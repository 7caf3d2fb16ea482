//! Structured log output of the pipeline and the command gate

#![allow(clippy::unwrap_used, clippy::expect_used)]

mod common;

use std::sync::Arc;
use std::time::Duration;

use common::{document, fast_settings, register, snapshot_path, write_document, RecordingAdapter};
use tempfile::TempDir;
use tokio::sync::mpsc;
use vigil_core::logging_facility::test_capture::init_test_capture;
use vigil_core::NotificationMode;
use vigil_engine::{CommandDispatch, CommandGate, CycleOutcome, Orchestrator, SenderIdentity};
use vigil_store::config::DenyReply;
use vigil_store::SnapshotStore;

fn pair(op: &str, event: &str) -> (String, String) {
    (op.to_string(), event.to_string())
}

#[tokio::test]
async fn test_cycle_log_lines_carry_the_cycle_id() {
    let capture = init_test_capture();
    let dir = TempDir::new().unwrap();
    let path = snapshot_path(dir.path());
    write_document(&path, &document(1_000, &[("web", 1)]));
    let adapter = Arc::new(RecordingAdapter::new("logged"));
    let mut orch = Orchestrator::initialize(
        SnapshotStore::new(&path),
        fast_settings(),
        vec![register(&adapter, NotificationMode::Always)],
    )
    .await
    .unwrap();
    orch.start_adapters();
    common::wait_connected(&orch, &["logged"]).await;

    write_document(&path, &document(2_000, &[("web", 0)]));
    let cycle_id = match orch.run_cycle().await {
        CycleOutcome::Committed { cycle_id, .. } => cycle_id,
        other => panic!("expected a committed cycle, got {:?}", other),
    };

    let ops = capture.ops_for_cycle(cycle_id.as_str());
    assert_eq!(ops.first(), Some(&pair("pipeline_cycle", "start")));
    assert_eq!(ops.last(), Some(&pair("pipeline_cycle", "end")));
    assert!(ops.contains(&pair("deliver", "end")));

    let delivered = capture
        .events_for_cycle(cycle_id.as_str())
        .into_iter()
        .find(|e| e.op.as_deref() == Some("deliver"))
        .unwrap();
    assert_eq!(delivered.adapter.as_deref(), Some("logged"));

    orch.shutdown().await;
}

#[tokio::test]
async fn test_failed_load_is_logged_with_its_code() {
    let capture = init_test_capture();
    let dir = TempDir::new().unwrap();
    let path = snapshot_path(dir.path());
    write_document(&path, &document(1_000, &[("web", 1)]));
    let adapter = Arc::new(RecordingAdapter::new("quiet"));
    let mut orch = Orchestrator::initialize(
        SnapshotStore::new(&path),
        fast_settings(),
        vec![register(&adapter, NotificationMode::ChangesOnlyStrict)],
    )
    .await
    .unwrap();

    std::fs::write(&path, b"{ not json").unwrap();
    let cycle_id = match orch.run_cycle().await {
        CycleOutcome::Skipped { cycle_id, .. } => cycle_id,
        other => panic!("expected a skipped cycle, got {:?}", other),
    };

    let failed = capture
        .events_for_cycle(cycle_id.as_str())
        .into_iter()
        .find(|e| e.event.as_deref() == Some("end_error"))
        .unwrap();
    assert_eq!(failed.op.as_deref(), Some("pipeline_cycle"));
    assert_eq!(failed.err_code(), Some("ERR_SNAPSHOT_LOAD"));
}

#[tokio::test]
async fn test_denied_command_is_logged_as_unauthorised() {
    let capture = init_test_capture();
    let (tx, _rx) = mpsc::channel(1);
    let dispatch = CommandDispatch::new(tx, Duration::from_secs(1));
    let gate = CommandGate::new(&["alice".to_string()], DenyReply::Silent);

    let reply = dispatch
        .handle_inbound_command("gatekeeper", &gate, &SenderIdentity::new("eve", None), "report")
        .await;
    assert_eq!(reply, None);

    let denied: Vec<_> = capture
        .events_for_adapter("gatekeeper")
        .into_iter()
        .filter(|e| e.err_code() == Some("ERR_UNAUTHORISED"))
        .collect();
    assert_eq!(denied.len(), 1);
    assert!(denied[0].field("error").unwrap().contains("'eve'"));
}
##########
> _What this task involves_: "SenderIdentity" is the word to look for; copy every line of the data that has it.

> _Task answer_:
use vigil_engine::{CommandDispatch, CommandGate, CycleOutcome, Orchestrator, SenderIdentity};
        .handle_inbound_command("gatekeeper", &gate, &SenderIdentity::new("eve", None), "report")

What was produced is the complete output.